The research is detailed in Harvard Business Review by Clay Posey, an associate professor of information systems in the Marriott School of Business at Brigham Young University and chief research scientist at Beyond Layer 7, and Mindy Shoss, an associate professor of psychology at the University of Central Florida.

The pair asked more than 330 remote employees from a diverse range of industries to self-report on both their daily stress levels and their adherence to cyber security policies over the course of two weeks.

In addition, they conducted a series of in-depth interviews with 36 professionals who were forced to work remotely due to the pandemic; this was done to gain a better understanding of how the transition to work-from-home has impacted cyber security.

“We found that across our sample, adherence to security conventions was intermittent. During the 10 workdays we studied, 67% of the participants reported failing to fully adhere to cyber security policies at least once, with an average failure-to-comply rate of once out of every 20 job tasks,” the researchers said.
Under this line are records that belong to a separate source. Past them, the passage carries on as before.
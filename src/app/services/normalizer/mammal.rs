//! Normalization rules for mammal HPAI detections
//!
//! Source columns: `State`, `County`, `Date Collected`, `Date Detected`,
//! `HPAI Strain`, `Species`. Dates are free-form. Each source row is one
//! sampled animal; aggregation mirrors the wild-bird key and records the
//! detection count as the affected magnitude. The animal category is
//! inferred per row from the species name against a fixed domestic-mammal
//! vocabulary, and severity follows the category: domestic mammals carry
//! human-contact risk.

use super::aggregate::AggregatedGroup;
use super::external_id::{date_key, generate_external_id};
use super::field_parsers::{
    get_optional_field, parse_date_flexible, title_cased, ColumnMap,
};
use super::{DatasetKind, DraftRow, ParseStats};
use crate::app::models::{AnimalCategory, CaseRecord, CaseStatus, Severity};
use crate::constants::{DEFAULT_COUNTRY, DOMESTIC_MAMMAL_KEYWORDS};
use csv::StringRecord;
use std::collections::BTreeMap;

const COL_STATE: &str = "State";
const COL_COUNTY: &str = "County";
const COL_DATE_COLLECTED: &str = "Date Collected";
const COL_DATE_DETECTED: &str = "Date Detected";
const COL_STRAIN: &str = "HPAI Strain";
const COL_SPECIES: &str = "Species";

const STRAIN_KEY: &str = "hpai_strain";

/// Extract typed rows from the mammal detections export
pub fn extract_rows(
    raw_rows: &[StringRecord],
    mapping: &ColumnMap,
    stats: &mut ParseStats,
) -> Vec<DraftRow> {
    raw_rows
        .iter()
        .map(|record| {
            let collected_raw = get_optional_field(record, mapping, COL_DATE_COLLECTED);
            let case_date = collected_raw.and_then(parse_date_flexible);
            if collected_raw.is_some() && case_date.is_none() {
                stats.date_coercions += 1;
            }

            let detected_raw = get_optional_field(record, mapping, COL_DATE_DETECTED);
            let report_date = detected_raw.and_then(parse_date_flexible);
            if detected_raw.is_some() && report_date.is_none() {
                stats.date_coercions += 1;
            }

            let mut metadata = BTreeMap::new();
            if let Some(strain) = get_optional_field(record, mapping, COL_STRAIN) {
                metadata.insert(STRAIN_KEY.to_string(), strain.to_string());
            }

            DraftRow {
                county: title_cased(get_optional_field(record, mapping, COL_COUNTY)),
                state_province: title_cased(get_optional_field(record, mapping, COL_STATE)),
                case_date,
                report_date,
                species: title_cased(get_optional_field(record, mapping, COL_SPECIES)),
                affected: None,
                metadata,
            }
        })
        .collect()
}

/// Grouping key defining one unique detection event
pub fn group_key(row: &DraftRow) -> String {
    format!(
        "{}|{}|{}|{}|{}|{}",
        row.county.as_deref().unwrap_or(""),
        row.state_province.as_deref().unwrap_or(""),
        date_key(row.case_date),
        date_key(row.report_date),
        row.species.as_deref().unwrap_or(""),
        row.metadata.get(STRAIN_KEY).map(String::as_str).unwrap_or(""),
    )
}

/// Classify a mammal species as domestic or wild by keyword match
pub fn determine_animal_category(species: Option<&str>) -> AnimalCategory {
    let Some(species) = species else {
        return AnimalCategory::WildMammal;
    };

    let species_lower = species.to_lowercase();
    if DOMESTIC_MAMMAL_KEYWORDS
        .iter()
        .any(|keyword| species_lower.contains(keyword))
    {
        AnimalCategory::DomesticMammal
    } else {
        AnimalCategory::WildMammal
    }
}

/// Build the canonical case record for one aggregated detection event
pub fn finish(group: AggregatedGroup) -> CaseRecord {
    let AggregatedGroup { first, detections } = group;

    let category = determine_animal_category(first.species.as_deref());
    let severity = match category {
        // Human-contact risk
        AnimalCategory::DomesticMammal => Severity::High,
        _ => Severity::Medium,
    };

    let description = if detections > 1 {
        Some(format!(
            "Aggregated from {} individual detections",
            detections
        ))
    } else {
        None
    };

    let external_id = generate_external_id(
        DatasetKind::Mammal.id_prefix(),
        &[
            first.county.as_deref().unwrap_or(""),
            first.state_province.as_deref().unwrap_or(""),
            &date_key(first.case_date),
            &date_key(first.report_date),
            first.species.as_deref().unwrap_or(""),
            first.metadata.get(STRAIN_KEY).map(String::as_str).unwrap_or(""),
        ],
    );

    CaseRecord {
        external_id,
        case_date: first.case_date,
        report_date: first.report_date,
        status: CaseStatus::Confirmed.as_str().to_string(),
        severity: Some(severity.as_str().to_string()),
        animal_category: category.as_str().to_string(),
        animal_species: first.species,
        animals_affected: Some(detections as i64),
        country: DEFAULT_COUNTRY.to_string(),
        state_province: first.state_province,
        county: first.county,
        data_source: DatasetKind::Mammal.data_source().to_string(),
        description,
        extra_metadata: first.metadata,
        ..CaseRecord::default()
    }
}
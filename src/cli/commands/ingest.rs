//! Ingest command implementation
//!
//! Runs the full pipeline per selected dataset: normalize, geocode,
//! validate, and load into the case sink, writing a JSON run log for each
//! dataset. A file-level failure is fatal for that dataset only; sibling
//! datasets still run, and the command exits non-zero if any failed.

use super::shared::{self, DatasetOutcome};
use crate::app::models::audit::RunMetadata;
use crate::app::services::case_loader::{BulkLoader, CaseSink, LoaderOptions, MemoryCaseSink};
use crate::app::services::location_resolver::{LocationResolver, LocationTables};
use crate::app::services::normalizer::{DatasetKind, NormalizeResult, Normalizer};
use crate::app::services::schema_validator::{SchemaValidator, ValidationSummary};
use crate::cli::args::IngestArgs;
use crate::config::Config;
use crate::constants::MAX_ERROR_SAMPLES;
use crate::{Error, Result};
use std::sync::Arc;
use std::time::Instant;
use tracing::{error, info, warn};

/// Ingest command runner
pub fn run_ingest(args: IngestArgs) -> Result<()> {
    shared::setup_logging(args.verbose, args.quiet)?;

    let config = args.to_config();
    config.validate()?;
    config.ensure_processed_dir()?;

    let tables = load_tables(&config)?;
    let mut sink = MemoryCaseSink::new();

    let start = Instant::now();
    let mut outcomes = Vec::new();

    for kind in args.dataset_kinds() {
        let spinner = (!args.quiet).then(|| shared::dataset_spinner(kind.name()));

        let result = ingest_dataset(kind, &config, Arc::clone(&tables), &mut sink);

        if let Some(pb) = spinner {
            pb.finish_and_clear();
        }

        match result {
            Ok(outcome) => outcomes.push(outcome),
            Err(e) => {
                // A bad file fails its dataset only; keep going
                error!("{} ingestion failed: {}", kind.name(), e);
                outcomes.push(DatasetOutcome {
                    dataset: kind.name().to_string(),
                    records: 0,
                    successful: 0,
                    failed: 0,
                    duplicates: 0,
                    error: Some(e.to_string()),
                });
            }
        }
    }

    shared::print_summary(&outcomes, start.elapsed());
    info!("Case sink now holds {} records", sink.case_count());

    let failed_datasets = outcomes.iter().filter(|o| o.error.is_some()).count();
    if failed_datasets > 0 {
        return Err(Error::ingestion(format!(
            "{} of {} datasets failed",
            failed_datasets,
            outcomes.len()
        )));
    }
    Ok(())
}

/// Load the geocoding tables, or fall back to state centroids only
fn load_tables(config: &Config) -> Result<Arc<LocationTables>> {
    match &config.places_file {
        Some(path) => Ok(Arc::new(LocationTables::load_from_csv(path)?)),
        None => {
            warn!("No places lookup file configured; geocoding will use state centroids only");
            Ok(Arc::new(LocationTables::empty()))
        }
    }
}

/// Run the full pipeline for one dataset
fn ingest_dataset<S: CaseSink>(
    kind: DatasetKind,
    config: &Config,
    tables: Arc<LocationTables>,
    sink: &mut S,
) -> Result<DatasetOutcome> {
    let source_file = config.raw_data_dir.join(kind.source_filename());

    // 1. Parse and normalize
    let normalizer = Normalizer::new(kind);
    let NormalizeResult { mut records, stats } = normalizer.parse_file(&source_file)?;

    // 2. Geocode
    let mut resolver = LocationResolver::new(tables);
    let geocoding = resolver.resolve_all(&mut records);

    // 3. Validate
    let validator = SchemaValidator::new();
    let before = records.len();
    let (records, issues) = validator.validate(records);
    if !issues.is_empty() {
        warn!("Validation found {} issue entries", issues.len());
    }
    let validation = ValidationSummary::from_issues(&issues, records.len(), before - records.len());

    // 4. Load into the case sink
    let metadata = RunMetadata {
        parsing: Some(stats),
        geocoding: Some(geocoding.truncated(MAX_ERROR_SAMPLES)),
        validation: Some(validation),
    };
    let mut loader = BulkLoader::new(sink, LoaderOptions::from_config(config));
    let outcome = loader.load(&records, kind.data_source(), &source_file, metadata)?;

    Ok(DatasetOutcome {
        dataset: kind.name().to_string(),
        records: records.len(),
        successful: outcome.successful,
        failed: outcome.failed,
        duplicates: outcome.duplicates,
        error: None,
    })
}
When asked why they failed to follow security policies, the top three responses were, “to better accomplish tasks for my job,” “to get something I needed,” and “to help others get their work done.” These three responses accounted for 85% of the cases in which employees knowingly broke the rules. In contrast, employees reported a malicious desire to cause harm in only 3% of policy breaches.

“We also found that people were substantially more likely to knowingly break security protocols on days when they reported experiencing more stress, suggesting that being more stressed out reduced their tolerance for following rules that got in the way of doing their jobs,” the researchers said.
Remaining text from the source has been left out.